そう思い立ち、実際に言葉を用いなくても脳波でコミュニケーション出来るツール「ニューロコミュニケーター」を開発した。

脳波とは脳の神経細胞の電気活動を記録したものだ。
この脳波を計測するために頭皮に電極を密着させる。
そうして計測される生の脳波データはノイズだらけでそのままでは使い物にならない。
ノイズだらけの生の脳波データから目的の脳波だけをまず取り出す必要がある。
ではどの様な脳波を取り出すのか。
長谷川博士が着目したのはP300と呼ばれる脳波だ。
何かを目で見ていたとして、その注目しているものに何か変化があった時、その変化を認識する過程で、変化を目で見てから約300ミリ秒後に脳波に陽性の電位変化が起こる。この電位変化がP300だ。
このP300を活用すればコミュニケーションが出来る。
例えばモニターに表示された一つのピクトグラム(絵カード)を選び、じっと見つめているとしよう。
そしてそのピクトグラムは時々ピカッと光る。その様な状況で脳波を計測すると、ピクトグラムが光ってから約300ミリ秒後にP300が検出される。
ニューロコミュニケーターではモニターにピクトグラムが8種類表示されており、それぞれが異なったタイミングで何度か光る様になっている。
脳波を計測してP300を検出すれば、ピクトグラムが光ったタイミングとP300が検出されたタイミングを照らし合わせればどのピクトグラムを見ていたのかが分かる。

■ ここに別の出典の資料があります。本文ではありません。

//! Stateless input validation for project creation.
//!
//! # Responsibility
//! - Check a single field value against a set of declared constraints.
//! - Compose the three-field project-creation rule (title, description,
//!   people) into an all-or-nothing decision.
//!
//! # Invariants
//! - `validate` is total: no input shape panics or errors.
//! - All present constraints combine with logical AND.
//! - Constraints that do not apply to the value's type are vacuously
//!   satisfied (length bounds for numbers, numeric bounds for text).
//! - Creation is rejected as a unit; no partial acceptance.

use std::error::Error;
use std::fmt::{Display, Formatter};

use log::info;

pub const MIN_DESCRIPTION_LEN: usize = 5;
pub const MIN_PEOPLE: i64 = 1;
pub const MAX_PEOPLE: i64 = 5;

/// A field value under validation.
///
/// The tag decides which constraints apply, so applicability is settled by
/// the type system instead of runtime inspection.
#[derive(Debug, Clone, PartialEq)]
pub enum FieldValue<'a> {
    Text(&'a str),
    Number(i64),
}

impl FieldValue<'_> {
    fn is_present(&self) -> bool {
        match self {
            Self::Text(value) => !value.trim().is_empty(),
            // Numbers always render to non-empty text.
            Self::Number(_) => true,
        }
    }
}

/// Declarative constraint set for one field.
///
/// Absent constraints are vacuously satisfied.
#[derive(Debug, Clone, Copy, Default, PartialEq, Eq)]
pub struct Constraints {
    /// Reject empty or whitespace-only text.
    pub required: bool,
    /// Minimum text length, in characters.
    pub min_length: Option<usize>,
    /// Maximum text length, in characters.
    pub max_length: Option<usize>,
    /// Inclusive numeric lower bound.
    pub min: Option<i64>,
    /// Inclusive numeric upper bound.
    pub max: Option<i64>,
}

/// Checks one value against one constraint set.
///
/// Pure and side-effect free; every present, applicable constraint must
/// hold for the result to be `true`.
pub fn validate(value: &FieldValue<'_>, rules: &Constraints) -> bool {
    if rules.required && !value.is_present() {
        return false;
    }
    match value {
        FieldValue::Text(text) => {
            let len = text.chars().count();
            if rules.min_length.is_some_and(|min| len < min) {
                return false;
            }
            if rules.max_length.is_some_and(|max| len > max) {
                return false;
            }
        }
        FieldValue::Number(number) => {
            if rules.min.is_some_and(|min| *number < min) {
                return false;
            }
            if rules.max.is_some_and(|max| *number > max) {
                return false;
            }
        }
    }
    true
}

/// Creation field names, used for per-field failure reporting.
#[derive(Debug, Clone, Copy, PartialEq, Eq)]
pub enum ProjectField {
    Title,
    Description,
    People,
}

impl Display for ProjectField {
    fn fmt(&self, f: &mut Formatter<'_>) -> std::fmt::Result {
        match self {
            Self::Title => write!(f, "title"),
            Self::Description => write!(f, "description"),
            Self::People => write!(f, "people"),
        }
    }
}

/// Aggregate creation failure naming every field that failed.
///
/// Rejection is all-or-nothing: the caller must not create the project if
/// any field is listed here.
#[derive(Debug, Clone, PartialEq, Eq)]
pub struct DraftValidationError {
    failed: Vec<ProjectField>,
}

impl DraftValidationError {
    /// Returns the failed fields in form order.
    pub fn failed_fields(&self) -> &[ProjectField] {
        &self.failed
    }
}

impl Display for DraftValidationError {
    fn fmt(&self, f: &mut Formatter<'_>) -> std::fmt::Result {
        write!(f, "invalid project input:")?;
        for field in &self.failed {
            write!(f, " {field}")?;
        }
        Ok(())
    }
}

impl Error for DraftValidationError {}

/// Validated, well-typed project creation input.
#[derive(Debug, Clone, PartialEq, Eq)]
pub struct ProjectDraft {
    pub title: String,
    pub description: String,
    pub people: u32,
}

impl ProjectDraft {
    /// Builds a draft from raw form input, running the creation rule.
    ///
    /// Rules:
    /// - title: required, non-empty after trimming.
    /// - description: required and at least 5 characters.
    /// - people: required, parsed from input text, integer in `[1, 5]`.
    ///
    /// Non-numeric people text counts as a `People` failure; all failed
    /// fields are collected before rejecting.
    pub fn from_input(
        title: &str,
        description: &str,
        people: &str,
    ) -> Result<Self, DraftValidationError> {
        let mut failed = Vec::new();

        let title_rules = Constraints {
            required: true,
            ..Constraints::default()
        };
        if !validate(&FieldValue::Text(title), &title_rules) {
            failed.push(ProjectField::Title);
        }

        let description_rules = Constraints {
            required: true,
            min_length: Some(MIN_DESCRIPTION_LEN),
            ..Constraints::default()
        };
        if !validate(&FieldValue::Text(description), &description_rules) {
            failed.push(ProjectField::Description);
        }

        let people_rules = Constraints {
            required: true,
            min: Some(MIN_PEOPLE),
            max: Some(MAX_PEOPLE),
            ..Constraints::default()
        };
        let parsed_people = people.trim().parse::<i64>().ok();
        let people_ok = parsed_people
            .is_some_and(|count| validate(&FieldValue::Number(count), &people_rules));
        if !people_ok {
            failed.push(ProjectField::People);
        }

        if !failed.is_empty() {
            let error = DraftValidationError { failed };
            info!("event=draft_rejected module=validation status=rejected detail=\"{error}\"");
            return Err(error);
        }

        Ok(Self {
            title: title.to_string(),
            description: description.to_string(),
            // Bounds checked above, so the narrowing cast is lossless.
            people: parsed_people.unwrap_or(MIN_PEOPLE) as u32,
        })
    }
}
//! Domain model for the task board.
//!
//! # Responsibility
//! - Define canonical data structures used by core business logic.
//!
//! # Invariants
//! - Every domain object is identified by a stable `ProjectId`.
//! - Status is the only field that may change after creation.

pub mod project;
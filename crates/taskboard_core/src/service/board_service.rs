//! Board use-case service.
//!
//! # Responsibility
//! - Gate project creation behind the draft validation rule.
//! - Translate drag-and-drop completion payloads into store transitions.
//!
//! # Invariants
//! - `add_project` is only reached with a fully validated draft.
//! - Implausible drop payloads are ignored before touching the store.

use crate::model::project::{ProjectId, ProjectStatus};
use crate::store::project_store::{Listener, ProjectStore};
use crate::validation::{DraftValidationError, ProjectDraft};
use log::debug;
use uuid::Uuid;

/// Use-case facade over an owned project store.
///
/// Collaborators that render the board register their listeners through
/// [`BoardService::subscribe`] and feed raw form/drop input into the two
/// entry points below.
#[derive(Default)]
pub struct BoardService {
    store: ProjectStore,
}

impl BoardService {
    pub fn new() -> Self {
        Self::default()
    }

    /// Creates a service around an existing store.
    pub fn with_store(store: ProjectStore) -> Self {
        Self { store }
    }

    /// Registers one render listener on the underlying store.
    pub fn subscribe(&mut self, listener: Listener) {
        self.store.add_listener(listener);
    }

    /// Validates raw form input and creates the project on full success.
    ///
    /// Rejection is all-or-nothing: on any field failure the store is
    /// untouched and no notification fires. The returned error names every
    /// failed field so the caller can surface one aggregate message.
    pub fn submit(
        &mut self,
        title: &str,
        description: &str,
        people: &str,
    ) -> Result<ProjectId, DraftValidationError> {
        let draft = ProjectDraft::from_input(title, description, people)?;
        Ok(self
            .store
            .add_project(draft.title, draft.description, draft.people))
    }

    /// Handles a completed drop onto the list showing `target`.
    ///
    /// The target status comes from which list accepted the drop, never
    /// from the dragged project. Payloads that are not plausible id text
    /// are ignored; ids that parse but match no project fall through to the
    /// store's silent no-op.
    pub fn complete_drop(&mut self, payload: &str, target: ProjectStatus) {
        let Ok(id) = Uuid::parse_str(payload.trim()) else {
            debug!("event=drop_ignored module=service status=bad_payload");
            return;
        };
        self.store.move_project(id, target);
    }

    /// Read access for render collaborators outside a notification.
    pub fn store(&self) -> &ProjectStore {
        &self.store
    }
}
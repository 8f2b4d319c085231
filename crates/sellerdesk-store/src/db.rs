//! Database connection management
//!
//! The connection provider side of the store: opening and configuring the one
//! live connection the caller owns. Repositories only ever borrow it.

use crate::errors::{persistence, Result};
use rusqlite::Connection;
use std::path::PathBuf;
use std::time::Duration;
use tracing::debug;

/// Connection settings
#[derive(Debug, Clone, PartialEq, Eq)]
pub struct DbConfig {
    /// Database file; `None` opens a private in-memory database
    pub path: Option<PathBuf>,
    /// Enforce `seller.DepartmentId -> department.Id` (SQLite defaults to off)
    pub foreign_keys: bool,
    /// Use write-ahead logging (file databases only)
    pub wal: bool,
    /// How long a statement waits on a locked database before failing
    pub busy_timeout: Duration,
}

impl DbConfig {
    /// Settings for a file-backed database
    pub fn new(path: impl Into<PathBuf>) -> Self {
        Self {
            path: Some(path.into()),
            ..Self::in_memory()
        }
    }

    /// Settings for an in-memory database (for testing)
    pub fn in_memory() -> Self {
        Self {
            path: None,
            foreign_keys: true,
            wal: true,
            busy_timeout: Duration::from_secs(5),
        }
    }

    /// Sets whether write-ahead logging is enabled
    pub fn wal(mut self, enabled: bool) -> Self {
        self.wal = enabled;
        self
    }

    /// Sets the busy timeout
    pub fn busy_timeout(mut self, timeout: Duration) -> Self {
        self.busy_timeout = timeout;
        self
    }
}

/// Open a SQLite database at the given path with default settings
pub fn open(path: impl Into<PathBuf>) -> Result<Connection> {
    open_with(&DbConfig::new(path))
}

/// Open an in-memory SQLite database (for testing)
pub fn open_in_memory() -> Result<Connection> {
    open_with(&DbConfig::in_memory())
}

/// Open and configure a connection according to `config`
pub fn open_with(config: &DbConfig) -> Result<Connection> {
    let conn = match &config.path {
        Some(path) => {
            debug!(path = %path.display(), "Opening database");
            Connection::open(path)
        }
        None => Connection::open_in_memory(),
    }
    .map_err(|e| persistence("open", e))?;

    configure(&conn, config)?;
    Ok(conn)
}

/// Apply connection-level settings
pub fn configure(conn: &Connection, config: &DbConfig) -> Result<()> {
    conn.pragma_update(None, "foreign_keys", config.foreign_keys)
        .map_err(|e| persistence("configure", e))?;

    conn.busy_timeout(config.busy_timeout)
        .map_err(|e| persistence("configure", e))?;

    // In-memory databases report "memory" and cannot switch to WAL
    if config.wal && config.path.is_some() {
        let mode: String = conn
            .pragma_update_and_check(None, "journal_mode", "WAL", |row| row.get(0))
            .map_err(|e| persistence("configure", e))?;
        debug!(journal_mode = %mode, "Journal mode set");
    }

    Ok(())
}
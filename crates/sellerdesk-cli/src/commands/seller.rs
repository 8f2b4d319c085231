//! Seller commands
//!
//! Usage: sellerdesk seller <add|list|show|update|delete>

use chrono::NaiveDate;
use clap::{Args, Subcommand};
use rusqlite::Connection;
use rust_decimal::Decimal;
use sellerdesk_core::model::{Department, Seller};
use sellerdesk_core::{DepartmentDao, SellerDao};
use sellerdesk_store::DaoFactory;
use std::sync::Arc;

type CliResult<T> = Result<T, Box<dyn std::error::Error>>;

#[derive(Debug, Args)]
pub struct SellerArgs {
    #[command(subcommand)]
    pub command: SellerCommand,
}

#[derive(Debug, Subcommand)]
pub enum SellerCommand {
    /// Create a seller in an existing department
    Add(AddArgs),
    /// List sellers by name, optionally for one department
    List {
        /// Only sellers of this department id
        #[arg(long)]
        department: Option<i64>,

        #[arg(long)]
        json: bool,
    },
    /// Show one seller
    Show {
        id: i64,

        #[arg(long)]
        json: bool,
    },
    /// Change fields of an existing seller
    Update(UpdateArgs),
    /// Delete a seller
    Delete { id: i64 },
}

#[derive(Debug, Args)]
pub struct AddArgs {
    #[arg(long)]
    pub name: String,

    #[arg(long)]
    pub email: String,

    /// Date of birth (YYYY-MM-DD)
    #[arg(long)]
    pub birth_date: NaiveDate,

    #[arg(long)]
    pub base_salary: Decimal,

    /// Department id
    #[arg(long)]
    pub department: i64,
}

#[derive(Debug, Args)]
pub struct UpdateArgs {
    pub id: i64,

    #[arg(long)]
    pub name: Option<String>,

    #[arg(long)]
    pub email: Option<String>,

    /// Date of birth (YYYY-MM-DD)
    #[arg(long)]
    pub birth_date: Option<NaiveDate>,

    #[arg(long)]
    pub base_salary: Option<Decimal>,

    /// Department id
    #[arg(long)]
    pub department: Option<i64>,
}

pub fn execute(args: SellerArgs, conn: &Connection) -> CliResult<()> {
    let factory = DaoFactory::new(conn);

    match args.command {
        SellerCommand::Add(add) => execute_add(&factory, add),
        SellerCommand::List { department, json } => execute_list(&factory, department, json),
        SellerCommand::Show { id, json } => execute_show(&factory, id, json),
        SellerCommand::Update(update) => execute_update(&factory, update),
        SellerCommand::Delete { id } => {
            factory.seller_dao().delete_by_id(id)?;
            println!("Seller deleted: {}", id);
            Ok(())
        }
    }
}

fn load_department(factory: &DaoFactory<'_>, id: i64) -> CliResult<Department> {
    Ok(factory
        .department_dao()
        .find_by_id(id)?
        .ok_or_else(|| format!("department {} not found", id))?)
}

fn execute_add(factory: &DaoFactory<'_>, args: AddArgs) -> CliResult<()> {
    let department = load_department(factory, args.department)?;
    let mut seller = Seller::new(
        args.name,
        args.email,
        args.birth_date,
        args.base_salary,
        Arc::new(department),
    );

    factory.seller_dao().insert(&mut seller)?;
    println!(
        "Seller created: {} {}",
        seller.id.unwrap_or_default(),
        seller.name
    );
    Ok(())
}

fn execute_list(factory: &DaoFactory<'_>, department: Option<i64>, json: bool) -> CliResult<()> {
    let dao = factory.seller_dao();
    let sellers = match department {
        Some(id) => dao.find_by_department(&load_department(factory, id)?)?,
        None => dao.find_all()?,
    };

    if json {
        return super::print_json(&sellers);
    }
    for seller in &sellers {
        print_row(seller);
    }
    Ok(())
}

fn execute_show(factory: &DaoFactory<'_>, id: i64, json: bool) -> CliResult<()> {
    let seller = factory
        .seller_dao()
        .find_by_id(id)?
        .ok_or_else(|| format!("seller {} not found", id))?;

    if json {
        return super::print_json(&seller);
    }
    print_row(&seller);
    Ok(())
}

fn execute_update(factory: &DaoFactory<'_>, args: UpdateArgs) -> CliResult<()> {
    let dao = factory.seller_dao();
    let mut seller = dao
        .find_by_id(args.id)?
        .ok_or_else(|| format!("seller {} not found", args.id))?;

    if let Some(name) = args.name {
        seller.name = name;
    }
    if let Some(email) = args.email {
        seller.email = email;
    }
    if let Some(birth_date) = args.birth_date {
        seller.birth_date = birth_date;
    }
    if let Some(base_salary) = args.base_salary {
        seller.base_salary = base_salary;
    }
    if let Some(department) = args.department {
        seller.department = Arc::new(load_department(factory, department)?);
    }

    dao.update(&seller)?;
    println!("Seller updated: {} {}", args.id, seller.name);
    Ok(())
}

fn print_row(seller: &Seller) {
    println!(
        "{:>4}  {:<20}  {:<28}  {}  {:>10}  {}",
        seller.id.unwrap_or_default(),
        seller.name,
        seller.email,
        seller.birth_date,
        seller.base_salary,
        seller.department.name
    );
}
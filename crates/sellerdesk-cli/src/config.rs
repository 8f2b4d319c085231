//! Global CLI settings
//!
//! Every setting can come from a flag or from the environment.

use clap::Args;
use rusqlite::Connection;
use sellerdesk_core::logging_facility::{self, Profile};
use sellerdesk_store::bootstrap_schema;
use sellerdesk_store::db::{open_with, DbConfig};
use std::path::PathBuf;

#[derive(Debug, Args)]
pub struct Config {
    /// SQLite database file
    #[arg(
        long,
        global = true,
        env = "SELLERDESK_DB",
        default_value = ".sellerdesk/store.db"
    )]
    pub db: PathBuf,

    /// Log profile (development or production); logging is off when unset
    #[arg(long, global = true, env = "SELLERDESK_LOG_PROFILE")]
    pub log_profile: Option<Profile>,
}

impl Config {
    pub fn init_logging(&self) {
        if let Some(profile) = self.log_profile {
            logging_facility::init(profile);
        }
    }

    /// Open the database, creating its directory and schema on first use
    pub fn open_store(&self) -> Result<Connection, Box<dyn std::error::Error>> {
        if let Some(parent) = self.db.parent().filter(|p| !p.as_os_str().is_empty()) {
            std::fs::create_dir_all(parent)?;
        }

        let conn = open_with(&DbConfig::new(&self.db))?;
        bootstrap_schema(&conn)?;
        Ok(conn)
    }
}
pub mod department;
pub mod seller;

pub use department::Department;
pub use seller::Seller;
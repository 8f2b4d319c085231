//! Logging initialization module
//!
//! Provides a single initialization point for the logging facility.

use std::str::FromStr;
use std::sync::Once;
use tracing_subscriber::{util::SubscriberInitExt, EnvFilter};

/// Logging profile configuration
#[derive(Debug, Clone, Copy, PartialEq, Eq)]
pub enum Profile {
    /// Human-readable output for development
    Development,
    /// JSON structured output for production
    Production,
    /// Test capture mode for deterministic testing
    Test,
}

impl FromStr for Profile {
    type Err = String;

    fn from_str(s: &str) -> Result<Self, Self::Err> {
        match s.to_ascii_lowercase().as_str() {
            "development" | "dev" => Ok(Profile::Development),
            "production" | "prod" => Ok(Profile::Production),
            "test" => Ok(Profile::Test),
            other => Err(format!(
                "unknown log profile '{}' (expected development, production or test)",
                other
            )),
        }
    }
}

impl Profile {
    /// Filter used when `RUST_LOG` is unset
    pub fn default_directive(&self) -> &'static str {
        match self {
            Profile::Development => "sellerdesk=debug",
            Profile::Production | Profile::Test => "sellerdesk=info",
        }
    }
}

static INIT_ONCE: Once = Once::new();

/// Initialize the logging facility
///
/// Only the first call has an effect. `RUST_LOG` overrides the profile's
/// default filter.
///
/// # Profiles
///
/// - **Development**: Human-readable logs at debug level, written to stderr
/// - **Production**: JSON structured logs at info level
/// - **Test**: Bare registry; use `init_test_capture()` to record events
///
/// # Example
///
/// ```
/// use sellerdesk_core::logging_facility::{init, Profile};
///
/// init(Profile::Development);
/// ```
pub fn init(profile: Profile) {
    INIT_ONCE.call_once(|| {
        let filter = || {
            EnvFilter::try_from_default_env()
                .unwrap_or_else(|_| EnvFilter::new(profile.default_directive()))
        };

        match profile {
            Profile::Development => tracing_subscriber::fmt()
                .with_writer(std::io::stderr)
                .with_env_filter(filter())
                .init(),
            Profile::Production => tracing_subscriber::fmt()
                .json()
                .with_writer(std::io::stderr)
                .with_env_filter(filter())
                .init(),
            Profile::Test => tracing_subscriber::registry().init(),
        }
    });
}

#[cfg(test)]
mod tests {
    use super::*;

    #[test]
    fn test_profile_from_str() {
        assert_eq!("dev".parse::<Profile>(), Ok(Profile::Development));
        assert_eq!("Production".parse::<Profile>(), Ok(Profile::Production));
        assert_eq!("test".parse::<Profile>(), Ok(Profile::Test));
        assert!("verbose".parse::<Profile>().is_err());
    }

    #[test]
    fn test_default_directive() {
        assert_eq!(Profile::Development.default_directive(), "sellerdesk=debug");
        assert_eq!(Profile::Production.default_directive(), "sellerdesk=info");
    }

    #[test]
    fn test_profile_equality() {
        assert_eq!(Profile::Development, Profile::Development);
        assert_ne!(Profile::Development, Profile::Production);
    }
}
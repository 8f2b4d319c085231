//! Name-addressed access to a positioned result row
//!
//! The mapper is written against `NamedRow` rather than `rusqlite::Row`, so
//! it can be driven by any SQL driver's row type (or a fixture in tests).

use crate::errors::{column_error, Result};
use chrono::NaiveDate;
use rust_decimal::Decimal;
use rusqlite::types::ValueRef;
use sellerdesk_core::errors::DaoError;
use std::str::FromStr;

/// A result row whose columns can be read by name
pub trait NamedRow {
    /// Read an integer column
    fn integer(&self, column: &str) -> Result<i64>;

    /// Read a text column
    fn text(&self, column: &str) -> Result<String>;

    /// Read a calendar date column
    fn date(&self, column: &str) -> Result<NaiveDate>;

    /// Read an exact decimal column
    fn decimal(&self, column: &str) -> Result<Decimal>;
}

impl NamedRow for rusqlite::Row<'_> {
    fn integer(&self, column: &str) -> Result<i64> {
        self.get::<_, i64>(column)
            .map_err(|e| column_error(column, e))
    }

    fn text(&self, column: &str) -> Result<String> {
        self.get::<_, String>(column)
            .map_err(|e| column_error(column, e))
    }

    fn date(&self, column: &str) -> Result<NaiveDate> {
        self.get::<_, NaiveDate>(column)
            .map_err(|e| column_error(column, e))
    }

    fn decimal(&self, column: &str) -> Result<Decimal> {
        let value = self.get_ref(column).map_err(|e| column_error(column, e))?;
        match value {
            ValueRef::Text(bytes) => {
                let raw = std::str::from_utf8(bytes)
                    .map_err(|e| DaoError::mapping(column, e.to_string()))?;
                Decimal::from_str(raw.trim()).map_err(|e| DaoError::mapping(column, e.to_string()))
            }
            ValueRef::Integer(i) => Ok(Decimal::from(i)),
            // Rows written by other tools may carry REAL salaries
            ValueRef::Real(f) => {
                Decimal::try_from(f).map_err(|e| DaoError::mapping(column, e.to_string()))
            }
            ValueRef::Null => Err(DaoError::mapping(column, "unexpected NULL")),
            ValueRef::Blob(_) => Err(DaoError::mapping(column, "unexpected BLOB")),
        }
    }
}
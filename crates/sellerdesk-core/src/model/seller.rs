use chrono::NaiveDate;
use rust_decimal::Decimal;
use serde::{Deserialize, Serialize};
use std::sync::Arc;

use super::department::Department;

/// Seller - a salesperson belonging to exactly one department
#[derive(Debug, Clone, PartialEq, Serialize, Deserialize)]
pub struct Seller {
    /// Store-assigned identifier (None until the seller is inserted)
    pub id: Option<i64>,

    /// Full name
    pub name: String,

    /// Contact email
    pub email: String,

    /// Date of birth
    pub birth_date: NaiveDate,

    /// Base monthly salary
    pub base_salary: Decimal,

    /// Owning department; may be shared with other sellers from the same query
    pub department: Arc<Department>,
}

impl Seller {
    /// Create a seller that has not been persisted yet
    pub fn new(
        name: impl Into<String>,
        email: impl Into<String>,
        birth_date: NaiveDate,
        base_salary: Decimal,
        department: Arc<Department>,
    ) -> Self {
        Self {
            id: None,
            name: name.into(),
            email: email.into(),
            birth_date,
            base_salary,
            department,
        }
    }

    /// Set the identifier, consuming and returning self
    pub fn with_id(mut self, id: i64) -> Self {
        self.id = Some(id);
        self
    }

    /// Identifier of the owning department, if it has one
    pub fn department_id(&self) -> Option<i64> {
        self.department.id
    }

    /// Check if both sellers point at the same department instance
    pub fn shares_department_with(&self, other: &Seller) -> bool {
        Arc::ptr_eq(&self.department, &other.department)
    }
}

そのピクトグラムは「飲食」「移動」それぞれを表わすシンボルとなっており、飲食したい時は、「飲食」のピクトグラムを見つめるだけで自分は飲食したいのだという意思表示をすることが出来る。DSC_0310
ニューロコミュニケーターはこのピクトグラムの選択を3回行う。
例えば最初に「飲食」のピクトグラムを見つめていたとしよう。
そのことが検出されると次に「飲み物」「食べ物」等のピクトグラムに切り替わる。
更に「飲み物」のピクトグラムを見つめると、最後に「水」「お茶」等のピクトグラムに切り替わる仕組みだ。
つまり選択肢としては8×8×8=512通りあることになる。
これだけの選択肢があれば自分が人に伝えたい内容は大体どれかに当てはまる。この様にしてニューロコミュニケーターは脳波でコミュニケーションを行う。

現在、長谷川博士は、このニューロコミュニケーターを意識ははっきりしているのに体を動かせず発話も出来ない筋萎縮性側索硬化症(ALS)等の患者の方々に実際に使用してもらって装置の基本性能やユーザビリティを確かめるモニター実験を行っている。
環境の整った実験室において健常者を対象とした実験でうまくいっても、家庭内で実際の患者を対象とした場合には予想外の問題が度々、発生するという。
装置の実用化を目指すには、最初の試作機ができた後に待っている、モニター実験を通した課題の抽出とさらなる改良の繰り返しが不可欠なのである。
「家族とコミュニケーションを取りたくても、話せない、書けない、体が動かないという患者に一刻も早くニューロコミュニケーターを届けて家族とのコミュニケーションの絆を繋げたい。」
長谷川博士の情熱は今、多くの患者達の希望の光となっている。